Experiential Learning

The Natural Resources Management and Environmental Sciences Department has a number of outdoor field sites where faculty and student learn-by-doing projects and research are conducted. Facilities sited at the Cal Poly campus include a Forestry Skills Center, computer labs, GIS laboratories, Coastal Resources Institute Research field lab, and several well-equipped greenhouses. Moreover, the department works closely with Cal Poly’s School Forest at Swanton Pacific Ranch, near Santa Cruz, California to ensure our students have many opportunities to engage at this hands-on learning resource. This 3800-acre ranch includes redwood forests, salmonid-bearing streams, agricultural land, and many other ecosystems. The Swanton Pacific Ranch provides hands-on learning of active forest, ranch, agricultural, and watershed management activities. The management of these forest resources is internationally certified by the Forest Stewardship Council. Students make extensive use of these facilities. Significant field work and laboratory activities occur in all undergraduate and graduate programs.

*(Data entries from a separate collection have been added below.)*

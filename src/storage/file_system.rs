//! File system layout for vault persistence
//!
//! Resolves where the ledger database and content store live, and
//! handles reading and writing game files.

use std::fs;
use std::path::{Path, PathBuf};

use crate::config::GlobalConfig;

/// File system errors
#[derive(Debug, thiserror::Error)]
pub enum FileSystemError {
    #[error("IO error: {0}")]
    Io(#[from] std::io::Error),

    #[error("Game file not found: {0}")]
    GameFileNotFound(String),

    #[error("Output file already exists: {0}")]
    OutputExists(String),

    #[error("Data directory not found")]
    DataDirectoryNotFound,
}

/// Get the default data directory path
///
/// Returns: `~/.gamevault/`
pub fn default_data_dir() -> Result<PathBuf, FileSystemError> {
    crate::config::default_config_dir().map_err(|_| FileSystemError::DataDirectoryNotFound)
}

/// Get the data directory (custom or default)
pub fn data_dir(custom_dir: Option<&str>) -> Result<PathBuf, FileSystemError> {
    match custom_dir {
        Some(dir) => Ok(PathBuf::from(dir)),
        None => default_data_dir(),
    }
}

/// Resolved on-disk locations for a configuration
#[derive(Debug, Clone, PartialEq, Eq)]
pub struct VaultPaths {
    pub data_dir: PathBuf,
    pub ledger_path: PathBuf,
    pub content_dir: PathBuf,
}

impl VaultPaths {
    /// Resolve paths from configuration
    ///
    /// Returns:
    /// - ledger: `registry.ledger_path` or `<data_dir>/ledger.db`
    /// - content: `storage.content_dir` or `<data_dir>/content/`
    pub fn resolve(config: &GlobalConfig) -> Result<Self, FileSystemError> {
        let data_dir = data_dir(config.data_dir.as_deref())?;

        let ledger_path = match &config.registry.ledger_path {
            Some(path) => PathBuf::from(path),
            None => data_dir.join("ledger.db"),
        };

        let content_dir = match &config.storage.content_dir {
            Some(dir) => PathBuf::from(dir),
            None => data_dir.join("content"),
        };

        Ok(Self {
            data_dir,
            ledger_path,
            content_dir,
        })
    }
}

/// Read a game file to publish
pub fn read_game_file(path: &Path) -> Result<Vec<u8>, FileSystemError> {
    if !path.is_file() {
        return Err(FileSystemError::GameFileNotFound(path.display().to_string()));
    }
    Ok(fs::read(path)?)
}

/// Write downloaded game content
///
/// Refuses to overwrite an existing file. Creates parent directories.
pub fn write_game_file(path: &Path, data: &[u8]) -> Result<(), FileSystemError> {
    if path.exists() {
        return Err(FileSystemError::OutputExists(path.display().to_string()));
    }

    if let Some(parent) = path.parent() {
        if !parent.as_os_str().is_empty() {
            fs::create_dir_all(parent)?;
        }
    }

    fs::write(path, data)?;

    Ok(())
}

#[cfg(test)]
mod tests {
    use super::*;

    #[test]
    fn test_paths_default_under_data_dir() {
        let mut config = GlobalConfig::default();
        config.data_dir = Some("/srv/vault".to_string());

        let paths = VaultPaths::resolve(&config).unwrap();
        assert_eq!(paths.ledger_path, PathBuf::from("/srv/vault/ledger.db"));
        assert_eq!(paths.content_dir, PathBuf::from("/srv/vault/content"));
    }

    #[test]
    fn test_explicit_paths_win() {
        let mut config = GlobalConfig::default();
        config.data_dir = Some("/srv/vault".to_string());
        config.registry.ledger_path = Some("/var/lib/ledger.db".to_string());
        config.storage.content_dir = Some("/mnt/blobs".to_string());

        let paths = VaultPaths::resolve(&config).unwrap();
        assert_eq!(paths.ledger_path, PathBuf::from("/var/lib/ledger.db"));
        assert_eq!(paths.content_dir, PathBuf::from("/mnt/blobs"));
    }
}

In addition to these campus-based learning experiences, the department places great importance on work experience before graduation. Work experience validates the student's career goals, confirms the relevance of their classroom education, while offering a pathway to employment. Students can earn course credit through internships, supervisory courses, and/or for volunteer or paid work positions related to their major.

Students are encouraged to reinforce their education, develop professional contacts, and strengthen their career potential by participating in any of the following activities: the Environmental Sciences Club; the Soil Judging Team; Association of Environmental Professionals Student Chapter (AEP); Society of American Foresters Student Chapter (SAF); Logging Team; Student Association of Fire Ecology; and/or Xi Sigma Pi Forestry Honorary Society; attending international and national conferences; and internships and cooperative education programs with government and industry. Each of these opportunities, combined with a friendly, helpful atmosphere, provide students a college experience that is highly personal as well as rewarding. Students also are encouraged to investigate opportunities for international education through Cal Poly's International Center.

How to Read Course Descriptions

ERSC Courses

ERSC 144. Introduction to Earth Science. 4 units

Survey of fundamental processes of Earth science. Application of systems thinking to understanding the dynamic interactions among geological, geographic, soils and human factors in shaping the Earth. 3 lectures, 1 activity.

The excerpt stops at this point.